From the data below, repeat exactly the lines from the line with "Duration::try_from_secs_f64(secs)" to the line with "if !secs.is_finite() || secs <= 0.0", both included.
┄┄┄┄┄┄┄┄┄┄
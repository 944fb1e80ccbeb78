//! Info command: static system information.

use chrono::Utc;
use std::time::Duration;

use herakles_proc_sampler::format::{format_bytes, format_uptime};
use herakles_proc_sampler::SnapshotSource;

pub fn command_info(source: &dyn SnapshotSource) -> anyhow::Result<()> {
    let info = source.system_info();

    println!("🖥️  System Information");
    println!("=====================");
    println!("   OS:            {} ({})", info.os_version, info.os);
    match info.cpu_physical {
        Some(physical) => println!("   CPU cores:     {} logical, {} physical", info.cpu_logical, physical),
        None => println!("   CPU cores:     {} logical", info.cpu_logical),
    }
    println!(
        "   Memory:        {} total, {} available",
        format_bytes(info.ram_total),
        format_bytes(info.ram_available)
    );
    if let Some(boot) = info.boot_time {
        let uptime = (Utc::now() - boot).to_std().unwrap_or(Duration::ZERO);
        println!(
            "   Booted:        {} (up {})",
            boot.format("%Y-%m-%d %H:%M:%S UTC"),
            format_uptime(uptime)
        );
    }
    Ok(())
}
//! Configuration file loading and validation.
//!
//! Every field is optional: a missing key falls back to the built-in
//! default, and command-line flags override both.

use serde::{Deserialize, Serialize};
use std::fs;
use std::path::{Path, PathBuf};
use std::time::Duration;
use tracing::info;

use crate::engine::EngineConfig;
use crate::error::ConfigError;
use crate::ranking::{normalize_filter, SortKey};

pub const DEFAULT_INTERVAL_SECS: f64 = 2.0;
pub const DEFAULT_DISPLAY_LIMIT: usize = 100;
pub const DEFAULT_TOP_K: usize = 50;
pub const DEFAULT_FULL_REFRESH_EVERY: u32 = 5;
pub const DEFAULT_MAX_CONSECUTIVE_FAILURES: u32 = 3;
pub const DEFAULT_GRACE_PERIOD_SECS: f64 = 3.0;

/// Searched in order when no explicit path is given.
pub const DEFAULT_LOCATIONS: &[&str] = &[
    "/etc/herakles/proc-sampler.yaml",
    "/etc/herakles/proc-sampler.yml",
    "/etc/herakles/proc-sampler.json",
    "./herakles-proc-sampler.yaml",
    "./herakles-proc-sampler.yml",
    "./herakles-proc-sampler.json",
];

#[derive(Debug, Clone, PartialEq, Serialize, Deserialize)]
pub struct Config {
    // Sampling loop
    #[serde(alias = "interval")]
    pub interval_secs: Option<f64>,
    #[serde(alias = "display-limit", alias = "limit")]
    pub display_limit: Option<usize>,
    #[serde(alias = "max-consecutive-failures")]
    pub max_consecutive_failures: Option<u32>,

    // Differential cache
    #[serde(alias = "top-k")]
    pub top_k: Option<usize>,
    #[serde(alias = "full-refresh-every")]
    pub full_refresh_every: Option<u32>,

    // View
    /// "cpu" | "memory" | "pid" | "name"
    #[serde(alias = "sort-by", alias = "sort")]
    pub sort_by: Option<String>,
    #[serde(skip_serializing_if = "Option::is_none")]
    pub filter: Option<String>,

    // Termination
    #[serde(alias = "grace-period-secs")]
    pub grace_period_secs: Option<f64>,

    // Logging
    #[serde(alias = "log-level")]
    pub log_level: Option<String>,
}

impl Default for Config {
    fn default() -> Self {
        Self {
            interval_secs: Some(DEFAULT_INTERVAL_SECS),
            display_limit: Some(DEFAULT_DISPLAY_LIMIT),
            max_consecutive_failures: Some(DEFAULT_MAX_CONSECUTIVE_FAILURES),
            top_k: Some(DEFAULT_TOP_K),
            full_refresh_every: Some(DEFAULT_FULL_REFRESH_EVERY),
            sort_by: Some(SortKey::Cpu.as_str().to_string()),
            filter: None,
            grace_period_secs: Some(DEFAULT_GRACE_PERIOD_SECS),
            log_level: Some("info".into()),
        }
    }
}

impl Config {
    /// Resolves the engine settings, filling gaps with defaults.
    pub fn engine_config(&self) -> Result<EngineConfig, ConfigError> {
        validate_effective_config(self)?;
        let sort_key = match self.sort_by.as_deref() {
            Some(key) => key.parse::<SortKey>().map_err(ConfigError::Invalid)?,
            None => SortKey::default(),
        };
        Ok(EngineConfig {
            interval: seconds("interval_secs", self.interval_secs.unwrap_or(DEFAULT_INTERVAL_SECS))?,
            display_limit: self.display_limit.unwrap_or(DEFAULT_DISPLAY_LIMIT),
            top_k: self.top_k.unwrap_or(DEFAULT_TOP_K),
            full_refresh_every: self.full_refresh_every.unwrap_or(DEFAULT_FULL_REFRESH_EVERY),
            max_consecutive_failures: self
                .max_consecutive_failures
                .unwrap_or(DEFAULT_MAX_CONSECUTIVE_FAILURES),
            sort_key,
            filter: normalize_filter(self.filter.clone()),
            grace_period: seconds(
                "grace_period_secs",
                self.grace_period_secs.unwrap_or(DEFAULT_GRACE_PERIOD_SECS),
            )?,
        })
    }
}

/// Converts a seconds setting, rejecting values no `Duration` can hold.
fn seconds(key: &str, secs: f64) -> Result<Duration, ConfigError> {
    Duration::try_from_secs_f64(secs)
        .map_err(|e| ConfigError::Invalid(format!("{key} out of range ({secs}): {e}")))
}

/// Validates effective config (used by `--check-config` and at startup).
pub fn validate_effective_config(cfg: &Config) -> Result<(), ConfigError> {
    if let Some(secs) = cfg.interval_secs {
        if !secs.is_finite() || secs <= 0.0 {
            return Err(ConfigError::Invalid(format!(
                "interval_secs must be a positive number, got {secs}"
            )));
        }
        seconds("interval_secs", secs)?;
    }
    if cfg.display_limit == Some(0) {
        return Err(ConfigError::Invalid("display_limit must be at least 1".into()));
    }
    if cfg.full_refresh_every == Some(0) {
        return Err(ConfigError::Invalid("full_refresh_every must be at least 1".into()));
    }
    if cfg.max_consecutive_failures == Some(0) {
        return Err(ConfigError::Invalid(
            "max_consecutive_failures must be at least 1".into(),
        ));
    }
    if let Some(secs) = cfg.grace_period_secs {
        if !secs.is_finite() || secs < 0.0 {
            return Err(ConfigError::Invalid(format!(
                "grace_period_secs must be zero or positive, got {secs}"
            )));
        }
        seconds("grace_period_secs", secs)?;
    }
    if let Some(key) = cfg.sort_by.as_deref() {
        key.parse::<SortKey>().map_err(ConfigError::Invalid)?;
    }
    if let Some(level) = cfg.log_level.as_deref() {
        if !matches!(
            level.to_ascii_lowercase().as_str(),
            "off" | "error" | "warn" | "info" | "debug" | "trace"
        ) {
            return Err(ConfigError::Invalid(format!(
                "Invalid log_level '{level}', expected off, error, warn, info, debug or trace"
            )));
        }
    }
    Ok(())
}

/// First existing default location, if any.
pub fn find_default_config() -> Option<PathBuf> {
    DEFAULT_LOCATIONS
        .iter()
        .map(Path::new)
        .find(|p| p.exists())
        .map(Path::to_path_buf)
}

/// Parses a config document, choosing the format by file extension
/// (`.json`, `.toml`, otherwise YAML).
pub fn parse_config(path: &Path, content: &str) -> Result<Config, ConfigError> {
    let parse_err = |format: &'static str, message: String| ConfigError::Parse {
        path: path.to_path_buf(),
        format,
        message,
    };
    match path.extension().and_then(|s| s.to_str()) {
        Some("json") => serde_json::from_str(content).map_err(|e| parse_err("JSON", e.to_string())),
        Some("toml") => toml::from_str(content).map_err(|e| parse_err("TOML", e.to_string())),
        _ => serde_yaml::from_str(content).map_err(|e| parse_err("YAML", e.to_string())),
    }
}

/// Loads `path`, or the first default location when `path` is `None`.
///
/// With no explicit path and no file at any default location, the
/// built-in defaults are returned.
pub fn load_config(path: Option<&Path>) -> Result<Config, ConfigError> {
    let path = match path {
        Some(p) => p.to_path_buf(),
        None => match find_default_config() {
            Some(p) => p,
            None => return Ok(Config::default()),
        },
    };

    let content = fs::read_to_string(&path).map_err(|source| ConfigError::Read {
        path: path.clone(),
        source,
    })?;
    let config = parse_config(&path, &content)?;
    info!("Loaded configuration from: {}", path.display());
    Ok(config)
}
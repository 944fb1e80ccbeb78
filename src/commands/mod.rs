//! CLI command implementations for herakles-proc-sampler.
//!
//! - `watch`: live table of the busiest processes
//! - `snapshot`: one-shot sampling with structured output
//! - `kill`: guarded termination
//! - `protected`: protected-name listing
//! - `info`: static system information
//! - `check`: configuration and source validation
//! - `config`: configuration file generation
//! - `generate`: replay script generation

pub mod check;
pub mod config;
pub mod generate;
pub mod info;
pub mod kill;
pub mod protected;
pub mod snapshot;
pub mod watch;

pub use check::command_check;
pub use config::command_config;
pub use generate::command_generate_replay;
pub use info::command_info;
pub use kill::command_kill;
pub use protected::command_protected;
pub use snapshot::command_snapshot;
pub use watch::command_watch;

use anyhow::Context;
use std::fmt::Write as FmtWrite;
use std::path::Path;
use std::sync::Arc;
use tracing::debug;

use herakles_proc_sampler::format::format_bytes;
use herakles_proc_sampler::source::{self, ScriptedSource};
use herakles_proc_sampler::{OperatingSystem, Snapshot, SnapshotSource};

/// Replay source when a script is given, otherwise the native source.
pub fn open_source(replay: Option<&Path>) -> anyhow::Result<Arc<dyn SnapshotSource>> {
    match replay {
        Some(path) => {
            let scripted = ScriptedSource::from_path(path)
                .with_context(|| format!("Failed to load replay script {}", path.display()))?;
            debug!("Using replay source from {}", path.display());
            Ok(Arc::new(scripted))
        }
        None => Ok(Arc::from(source::for_os(OperatingSystem::current()))),
    }
}

fn truncate(s: &str, width: usize) -> String {
    if s.chars().count() <= width {
        s.to_string()
    } else {
        let mut out: String = s.chars().take(width.saturating_sub(1)).collect();
        out.push('…');
        out
    }
}

/// Renders a snapshot as a fixed-width table.
pub fn render_snapshot_table(snapshot: &Snapshot) -> String {
    let mut out = String::new();
    let stats = &snapshot.stats;

    writeln!(
        out,
        "cycle {} | {} | CPU {:5.1}% | RAM {:5.1}% | {} processes",
        snapshot.cycle,
        stats.timestamp.format("%H:%M:%S"),
        stats.cpu_percent,
        stats.ram_percent,
        stats.process_count
    )
    .ok();
    writeln!(
        out,
        "{:>8} {:<24} {:>7} {:>10} {:<9} {:<12}",
        "PID", "NAME", "CPU%", "MEM", "STATUS", "USER"
    )
    .ok();
    writeln!(out, "{}", "-".repeat(75)).ok();

    for p in &snapshot.processes {
        writeln!(
            out,
            "{:>8} {:<24} {:>7.1} {:>10} {:<9} {:<12}",
            p.pid,
            truncate(&p.name, 24),
            p.cpu_percent,
            format_bytes(p.memory_bytes),
            p.status.as_str(),
            truncate(&p.user, 12)
        )
        .ok();
    }
    out
}

#[cfg(test)]
mod tests {
    use super::*;
    use herakles_proc_sampler::{ProcessInfo, ProcessStatus, SystemStats};

    #[test]
    fn test_render_snapshot_table() {
        let snapshot = Snapshot {
            cycle: 7,
            stats: SystemStats::new(12.5, 40.0),
            processes: vec![ProcessInfo {
                pid: 4242,
                name: "a-really-long-process-name-that-overflows".into(),
                cpu_percent: 99.5,
                memory_bytes: 2048,
                status: ProcessStatus::Running,
                user: "alice".into(),
            }],
        };
        let table = render_snapshot_table(&snapshot);
        assert!(table.starts_with("cycle 7"));
        assert!(table.contains("4242"));
        assert!(table.contains("99.5"));
        assert!(table.contains("2.0 KB"));
        assert!(table.contains('…'));
    }

    #[test]
    fn test_open_missing_replay_fails() {
        assert!(open_source(Some(Path::new("/nonexistent/replay.json"))).is_err());
    }
}
// query_engine/src/config.rs

use models::{GraphError, GraphResult};

pub const DEFAULT_EMBEDDING_DIM: usize = 768;

/// Connection settings for the SQL backend.
#[derive(Clone, Debug)]
pub struct BackendConfig {
    pub connection_string: String,
    /// Dimension of the `entities.embedding` column.
    pub embedding_dim: usize,
}

impl BackendConfig {
    pub fn new(connection_string: impl Into<String>) -> Self {
        BackendConfig {
            connection_string: connection_string.into(),
            embedding_dim: DEFAULT_EMBEDDING_DIM,
        }
    }

    /// Read the connection string from `DATABASE_URL`.
    pub fn from_env() -> GraphResult<Self> {
        let connection_string = std::env::var("DATABASE_URL").map_err(|_| {
            GraphError::ConnectionError("DATABASE_URL is not set".to_string())
        })?;
        Ok(BackendConfig::new(connection_string))
    }

    pub fn with_embedding_dim(mut self, embedding_dim: usize) -> Self {
        self.embedding_dim = embedding_dim;
        self
    }
}
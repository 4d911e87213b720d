// query_engine/src/interpreter/filters.rs
//! Filter operator semantics, shared by node/edge/path evaluation.
//! Invalid regexes and incomparable operands are filter-non-match, never
//! errors, so one bad filter degrades rather than aborts a query.

use regex::RegexBuilder;
use serde_json::Value;

use crate::query::FilterOp;

/// Regex patterns longer than this never match (ReDoS guard).
pub const MAX_REGEX_PATTERN_LEN: usize = 200;

/// Apply one operator. An absent actual value is treated as JSON null,
/// matching the permissive behavior of map lookups on the wire format
/// (`ne` against an absent field passes, `eq` fails unless the expected
/// value is itself null).
pub fn apply_operator(actual: Option<&Value>, op: FilterOp, expected: &Value) -> bool {
    let actual = actual.unwrap_or(&Value::Null);
    match op {
        FilterOp::Eq => values_equal(actual, expected),
        FilterOp::Ne => !values_equal(actual, expected),
        FilterOp::In => match expected {
            Value::Array(items) => items.iter().any(|item| values_equal(actual, item)),
            _ => false,
        },
        FilterOp::Contains => match (actual, expected) {
            (Value::String(haystack), Value::String(needle)) => {
                haystack.to_lowercase().contains(&needle.to_lowercase())
            }
            _ => false,
        },
        FilterOp::Regex => match (actual, expected) {
            (Value::String(text), Value::String(pattern)) => regex_matches(pattern, text),
            _ => false,
        },
        FilterOp::Gt | FilterOp::Gte | FilterOp::Lt | FilterOp::Lte => {
            match compare_values(actual, expected) {
                Some(ordering) => match op {
                    FilterOp::Gt => ordering.is_gt(),
                    FilterOp::Gte => ordering.is_ge(),
                    FilterOp::Lt => ordering.is_lt(),
                    FilterOp::Lte => ordering.is_le(),
                    _ => unreachable!(),
                },
                // Fail closed when either operand is missing or the pair
                // is not comparable.
                None => false,
            }
        }
    }
}

/// Case-insensitive matching with the pattern length cap; over-length or
/// invalid patterns fail to match rather than erroring.
pub fn regex_matches(pattern: &str, text: &str) -> bool {
    if pattern.len() > MAX_REGEX_PATTERN_LEN {
        return false;
    }
    match RegexBuilder::new(pattern).case_insensitive(true).build() {
        Ok(re) => re.is_match(text),
        Err(_) => false,
    }
}

/// Equality: case-insensitive for string pairs, exact otherwise.
fn values_equal(a: &Value, b: &Value) -> bool {
    match (a, b) {
        (Value::String(a), Value::String(b)) => a.eq_ignore_ascii_case(b),
        _ => a == b,
    }
}

/// Ordered comparison over like kinds only: numbers by value, strings
/// lexicographically. Mixed kinds and nulls are incomparable.
fn compare_values(a: &Value, b: &Value) -> Option<std::cmp::Ordering> {
    match (a, b) {
        (Value::Number(a), Value::Number(b)) => a.as_f64()?.partial_cmp(&b.as_f64()?),
        (Value::String(a), Value::String(b)) => Some(a.cmp(b)),
        _ => None,
    }
}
┄┄┄┄┄┄┄┄┄┄
SOLUTION FOR THIS EXERCISE →
    Duration::try_from_secs_f64(secs)
        .map_err(|e| ConfigError::Invalid(format!("{key} out of range ({secs}): {e}")))
}

/// Validates effective config (used by `--check-config` and at startup).
pub fn validate_effective_config(cfg: &Config) -> Result<(), ConfigError> {
    if let Some(secs) = cfg.interval_secs {
        if !secs.is_finite() || secs <= 0.0 {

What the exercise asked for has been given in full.